_Available data_
################

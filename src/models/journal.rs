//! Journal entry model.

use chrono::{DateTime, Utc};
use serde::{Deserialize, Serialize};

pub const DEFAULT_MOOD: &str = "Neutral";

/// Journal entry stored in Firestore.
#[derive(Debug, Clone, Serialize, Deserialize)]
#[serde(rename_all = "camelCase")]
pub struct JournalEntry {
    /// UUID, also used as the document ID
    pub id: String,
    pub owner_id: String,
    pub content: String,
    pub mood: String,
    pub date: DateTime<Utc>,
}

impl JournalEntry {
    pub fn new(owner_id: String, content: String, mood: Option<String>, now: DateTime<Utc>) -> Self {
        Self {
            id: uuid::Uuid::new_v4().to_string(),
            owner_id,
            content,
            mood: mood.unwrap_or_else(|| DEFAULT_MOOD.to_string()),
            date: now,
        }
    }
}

################

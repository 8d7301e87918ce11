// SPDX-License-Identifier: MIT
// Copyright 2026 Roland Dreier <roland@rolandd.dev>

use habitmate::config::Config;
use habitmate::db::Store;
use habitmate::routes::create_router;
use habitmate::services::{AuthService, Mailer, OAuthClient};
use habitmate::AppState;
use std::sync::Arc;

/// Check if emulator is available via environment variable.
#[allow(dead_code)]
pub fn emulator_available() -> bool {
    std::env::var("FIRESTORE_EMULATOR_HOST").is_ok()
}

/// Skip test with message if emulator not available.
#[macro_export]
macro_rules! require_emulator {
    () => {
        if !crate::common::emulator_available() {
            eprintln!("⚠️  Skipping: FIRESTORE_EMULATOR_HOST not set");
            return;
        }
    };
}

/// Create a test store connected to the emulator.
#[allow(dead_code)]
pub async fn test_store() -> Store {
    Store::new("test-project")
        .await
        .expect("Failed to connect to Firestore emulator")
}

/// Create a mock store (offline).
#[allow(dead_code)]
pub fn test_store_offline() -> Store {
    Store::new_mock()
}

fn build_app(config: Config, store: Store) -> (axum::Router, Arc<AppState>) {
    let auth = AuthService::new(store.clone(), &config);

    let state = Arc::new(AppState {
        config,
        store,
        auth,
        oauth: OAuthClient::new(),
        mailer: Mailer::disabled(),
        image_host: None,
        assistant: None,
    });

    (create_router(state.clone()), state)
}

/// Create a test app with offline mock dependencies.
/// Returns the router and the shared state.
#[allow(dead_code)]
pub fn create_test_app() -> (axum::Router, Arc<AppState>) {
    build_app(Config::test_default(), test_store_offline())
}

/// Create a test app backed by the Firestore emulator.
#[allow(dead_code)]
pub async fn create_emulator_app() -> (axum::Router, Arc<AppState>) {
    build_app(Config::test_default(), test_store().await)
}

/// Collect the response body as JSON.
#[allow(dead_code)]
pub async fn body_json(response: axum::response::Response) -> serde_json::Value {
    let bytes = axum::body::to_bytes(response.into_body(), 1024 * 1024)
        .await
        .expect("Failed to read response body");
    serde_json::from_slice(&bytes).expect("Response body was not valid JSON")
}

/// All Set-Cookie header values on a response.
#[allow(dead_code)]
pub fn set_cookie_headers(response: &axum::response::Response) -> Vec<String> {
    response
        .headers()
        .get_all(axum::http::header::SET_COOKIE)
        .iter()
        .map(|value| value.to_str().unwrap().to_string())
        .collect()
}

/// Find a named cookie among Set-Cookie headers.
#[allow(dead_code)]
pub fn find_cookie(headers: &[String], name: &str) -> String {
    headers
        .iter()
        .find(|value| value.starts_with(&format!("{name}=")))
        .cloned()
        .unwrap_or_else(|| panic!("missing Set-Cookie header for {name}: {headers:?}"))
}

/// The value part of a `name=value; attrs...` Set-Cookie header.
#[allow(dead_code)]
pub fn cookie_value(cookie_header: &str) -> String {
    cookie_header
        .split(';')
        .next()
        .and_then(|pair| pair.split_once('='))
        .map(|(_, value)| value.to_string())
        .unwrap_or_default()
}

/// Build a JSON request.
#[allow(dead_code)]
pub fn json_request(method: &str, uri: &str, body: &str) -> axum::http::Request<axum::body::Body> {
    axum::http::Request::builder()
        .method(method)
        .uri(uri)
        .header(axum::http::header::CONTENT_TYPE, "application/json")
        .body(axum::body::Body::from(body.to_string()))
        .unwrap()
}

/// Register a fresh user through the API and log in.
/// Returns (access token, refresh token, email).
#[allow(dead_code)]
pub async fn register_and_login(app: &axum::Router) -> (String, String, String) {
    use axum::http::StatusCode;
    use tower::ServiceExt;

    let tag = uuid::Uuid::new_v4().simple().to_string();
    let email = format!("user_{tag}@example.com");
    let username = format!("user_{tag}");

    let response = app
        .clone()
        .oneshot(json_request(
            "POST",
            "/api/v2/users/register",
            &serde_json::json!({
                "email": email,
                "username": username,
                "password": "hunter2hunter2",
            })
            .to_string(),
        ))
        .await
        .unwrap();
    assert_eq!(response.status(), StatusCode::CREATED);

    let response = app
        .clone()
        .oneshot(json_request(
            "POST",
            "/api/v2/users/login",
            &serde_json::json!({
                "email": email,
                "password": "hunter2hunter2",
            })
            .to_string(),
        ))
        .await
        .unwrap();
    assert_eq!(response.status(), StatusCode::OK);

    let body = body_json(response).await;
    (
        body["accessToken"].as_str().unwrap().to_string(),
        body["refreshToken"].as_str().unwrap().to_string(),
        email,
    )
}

################

_Exercise requirements_
Read the listing line by line, and copy each line in which the word "AppState" is found.

_Output below_
use habitmate::AppState;
fn build_app(config: Config, store: Store) -> (axum::Router, Arc<AppState>) {
    let state = Arc::new(AppState {
pub fn create_test_app() -> (axum::Router, Arc<AppState>) {
pub async fn create_emulator_app() -> (axum::Router, Arc<AppState>) {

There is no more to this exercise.